社会学研究会

現在志向が若年層のおとなしさに与える影響――政治委任意識と格差肯定意識に注目して

記事情報

記事タイトル 現在志向が若年層のおとなしさに与える影響――政治委任意識と格差肯定意識に注目して
著者 狭間諒多朗
掲載号 62巻1号(189号)(2017-06)
ページ 79〜96
要約 今の若年層は将来に希望が持てず、それゆえに現在志向が強いのではないかという議論がある。ところが一方で、将来が見えづらいからこそ今の楽しみよりも将来のための努力を優先している若年層を想定することもできる。先行研究では、若年層において学歴が低いほど現在志向が強く、反対に学歴が高いほど現在志向が弱いという学歴差がこの二〇年の間に発生したことが明らかにされている。そこで、本稿では若年層における現在志向の学歴差がどのような問題を引き起こすのかを明らかにする。 本稿で着目するのは「おとなしい若年層」という問題である。
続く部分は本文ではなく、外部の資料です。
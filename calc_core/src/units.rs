//! # Unit Types
//!
//! Type-safe wrappers for the quantities the mix calculator works with. These
//! provide compile-time safety against unit confusion (grams of resin vs.
//! milliliters of varnish) while remaining lightweight (just f64 wrappers).
//!
//! ## Units
//!
//! - Area: square meters (m²) - all calculations run on m²
//! - Thickness: millimeters (mm) for resin; varnish thickness is a coat count
//! - Mass: grams (g), kilograms (kg = 1000 g)
//! - Volume: milliliters (mL), liters (L = 1000 mL)
//!
//! ## Display Rollover
//!
//! [`format_weight`] and [`format_volume`] switch to the larger unit at
//! exactly 1000 of the smaller one:
//!
//! ```rust
//! use calc_core::units::{format_volume, format_weight};
//!
//! assert_eq!(format_weight(999.0), "999 g");
//! assert_eq!(format_weight(1000.0), "1.00 kg");
//! assert_eq!(format_volume(2500.0), "2.50 L");
//! ```

use std::fmt;
use std::iter::Sum;
use std::ops::{Add, Div, Mul, Sub};
use std::str::FromStr;

use serde::{Deserialize, Serialize};

use crate::errors::CalcError;

/// Threshold at which display switches from g/mL to kg/L
pub const ROLLOVER_THRESHOLD: f64 = 1000.0;

/// Square centimeters per square meter
const CM2_PER_M2: f64 = 10_000.0;

// ============================================================================
// Length Unit Selector
// ============================================================================

/// Unit the surface dimensions are entered in.
#[derive(Debug, Clone, Copy, PartialEq, Eq, Hash, Default, Serialize, Deserialize)]
pub enum LengthUnit {
    /// Meters
    #[default]
    #[serde(rename = "m")]
    Meter,
    /// Centimeters
    #[serde(rename = "cm")]
    Centimeter,
}

impl LengthUnit {
    /// Short symbol ("m" / "cm")
    pub fn symbol(self) -> &'static str {
        match self {
            LengthUnit::Meter => "m",
            LengthUnit::Centimeter => "cm",
        }
    }

    /// Convert a raw `length × width` product in this unit to square meters.
    pub fn to_square_meters(self, raw_area: f64) -> SqMeters {
        match self {
            LengthUnit::Meter => SqMeters(raw_area),
            LengthUnit::Centimeter => SqMeters(raw_area / CM2_PER_M2),
        }
    }
}

impl fmt::Display for LengthUnit {
    fn fmt(&self, f: &mut fmt::Formatter<'_>) -> fmt::Result {
        f.write_str(self.symbol())
    }
}

impl FromStr for LengthUnit {
    type Err = CalcError;

    fn from_str(s: &str) -> Result<Self, Self::Err> {
        match s.trim().to_ascii_lowercase().as_str() {
            "m" | "meter" | "meters" => Ok(LengthUnit::Meter),
            "cm" | "centimeter" | "centimeters" => Ok(LengthUnit::Centimeter),
            other => Err(CalcError::invalid_input("unit", other, "Expected 'm' or 'cm'")),
        }
    }
}

// ============================================================================
// Quantities
// ============================================================================

/// Area in square meters
#[derive(Debug, Clone, Copy, PartialEq, PartialOrd, Default, Serialize, Deserialize)]
#[serde(transparent)]
pub struct SqMeters(pub f64);

/// Mass in grams
#[derive(Debug, Clone, Copy, PartialEq, PartialOrd, Default, Serialize, Deserialize)]
#[serde(transparent)]
pub struct Grams(pub f64);

/// Mass in kilograms (1 kg = 1000 g)
#[derive(Debug, Clone, Copy, PartialEq, PartialOrd, Default, Serialize, Deserialize)]
#[serde(transparent)]
pub struct Kilograms(pub f64);

/// Volume in milliliters
#[derive(Debug, Clone, Copy, PartialEq, PartialOrd, Default, Serialize, Deserialize)]
#[serde(transparent)]
pub struct Milliliters(pub f64);

/// Volume in liters (1 L = 1000 mL)
#[derive(Debug, Clone, Copy, PartialEq, PartialOrd, Default, Serialize, Deserialize)]
#[serde(transparent)]
pub struct Liters(pub f64);

impl From<Grams> for Kilograms {
    fn from(g: Grams) -> Self {
        Kilograms(g.0 / 1000.0)
    }
}

impl From<Kilograms> for Grams {
    fn from(kg: Kilograms) -> Self {
        Grams(kg.0 * 1000.0)
    }
}

impl From<Milliliters> for Liters {
    fn from(ml: Milliliters) -> Self {
        Liters(ml.0 / 1000.0)
    }
}

impl From<Liters> for Milliliters {
    fn from(l: Liters) -> Self {
        Milliliters(l.0 * 1000.0)
    }
}

impl fmt::Display for Grams {
    fn fmt(&self, f: &mut fmt::Formatter<'_>) -> fmt::Result {
        f.write_str(&format_weight(self.0))
    }
}

impl fmt::Display for Milliliters {
    fn fmt(&self, f: &mut fmt::Formatter<'_>) -> fmt::Result {
        f.write_str(&format_volume(self.0))
    }
}

// ============================================================================
// Arithmetic Implementations (macro to reduce boilerplate)
// ============================================================================

macro_rules! impl_arithmetic {
    ($type:ty) => {
        impl Add for $type {
            type Output = Self;
            fn add(self, rhs: Self) -> Self::Output {
                Self(self.0 + rhs.0)
            }
        }

        impl Sub for $type {
            type Output = Self;
            fn sub(self, rhs: Self) -> Self::Output {
                Self(self.0 - rhs.0)
            }
        }

        impl Mul<f64> for $type {
            type Output = Self;
            fn mul(self, rhs: f64) -> Self::Output {
                Self(self.0 * rhs)
            }
        }

        impl Div<f64> for $type {
            type Output = Self;
            fn div(self, rhs: f64) -> Self::Output {
                Self(self.0 / rhs)
            }
        }

        impl Sum for $type {
            fn sum<I: Iterator<Item = Self>>(iter: I) -> Self {
                iter.fold(Self(0.0), |acc, x| acc + x)
            }
        }

        impl $type {
            /// Get the raw f64 value
            pub fn value(self) -> f64 {
                self.0
            }

            /// Create from raw f64 value
            pub fn new(value: f64) -> Self {
                Self(value)
            }
        }
    };
}

impl_arithmetic!(SqMeters);
impl_arithmetic!(Grams);
impl_arithmetic!(Kilograms);
impl_arithmetic!(Milliliters);
impl_arithmetic!(Liters);

// ============================================================================
// Display Formatting
// ============================================================================

/// Format a mass in grams, rolling over to kilograms at 1000 g.
///
/// Below the threshold the value is rounded to whole grams; at or above it
/// the value is shown in kilograms with two decimals.
pub fn format_weight(grams: f64) -> String {
    rollover(grams, "g", "kg")
}

/// Format a volume in milliliters, rolling over to liters at 1000 mL.
pub fn format_volume(milliliters: f64) -> String {
    rollover(milliliters, "ml", "L")
}

fn rollover(value: f64, small: &str, large: &str) -> String {
    // Collapse -0.0 so it never prints as "-0"
    let value = if value == 0.0 { 0.0 } else { value };
    if value >= ROLLOVER_THRESHOLD {
        format!("{:.2} {}", value / ROLLOVER_THRESHOLD, large)
    } else {
        format!("{:.0} {}", value, small)
    }
}

#[cfg(test)]
mod tests {
    use super::*;

    #[test]
    fn test_weight_rollover_boundary() {
        assert_eq!(format_weight(999.0), "999 g");
        assert_eq!(format_weight(1000.0), "1.00 kg");
        assert_eq!(format_weight(12000.0), "12.00 kg");
        assert_eq!(format_weight(0.0), "0 g");
        assert_eq!(format_weight(-0.0), "0 g");
    }

    #[test]
    fn test_volume_rollover_boundary() {
        assert_eq!(format_volume(999.0), "999 ml");
        assert_eq!(format_volume(1000.0), "1.00 L");
        assert_eq!(format_volume(1250.0), "1.25 L");
    }

    #[test]
    fn test_centimeter_area_conversion() {
        let area = LengthUnit::Centimeter.to_square_meters(400.0 * 300.0);
        assert_eq!(area, SqMeters(12.0));
        let area = LengthUnit::Meter.to_square_meters(4.0 * 3.0);
        assert_eq!(area, SqMeters(12.0));
    }

    #[test]
    fn test_grams_to_kilograms() {
        let kg: Kilograms = Grams(8000.0).into();
        assert_eq!(kg.0, 8.0);
        let l: Liters = Milliliters(500.0).into();
        assert_eq!(l.0, 0.5);
    }

    #[test]
    fn test_sum() {
        let total: Grams = [Grams(1.0), Grams(2.5), Grams(3.5)].into_iter().sum();
        assert_eq!(total, Grams(7.0));
    }

    #[test]
    fn test_unit_parsing_and_serialization() {
        assert_eq!("cm".parse::<LengthUnit>().unwrap(), LengthUnit::Centimeter);
        assert_eq!(" M ".parse::<LengthUnit>().unwrap(), LengthUnit::Meter);
        assert!("ft".parse::<LengthUnit>().is_err());

        let json = serde_json::to_string(&LengthUnit::Centimeter).unwrap();
        assert_eq!(json, "\"cm\"");
    }
}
社会構造的な問題によって若年層が社会的弱者に転落したにもかかわらず、社会に対して異議申し立てを行う若年層は少ない。その理由として現在志向が政治や格差といった大きな問題に対して受け身にさせているということが指摘されている。 本稿では、政治委任意識と格差肯定意識に注目し、現在志向、およびその学歴差との関連を分析する。 分析の結果、若年層において、現在志向が強いほど政治委任意識、格差肯定意識が強いこと、低学歴の若年層が現在志向を通して政治委任意識、格差肯定意識を強めていることが分かった。 低学歴の若年層ほど困難な状況に置かれている。本来なら政治に訴えかけ、格差縮小を求めるべきかれらの意識を現在志向が屈折させ、自らの利益と相反する方向へ導いてしまっていることがわかった。また、この関連は現在の若年層における学歴と現在志向の結びつきの強さに起因している。現在志向を弱めるために、低学歴の若年層が、今努力すればよりよい将来が得られるという見通しを持てる社会を作ることが重要である。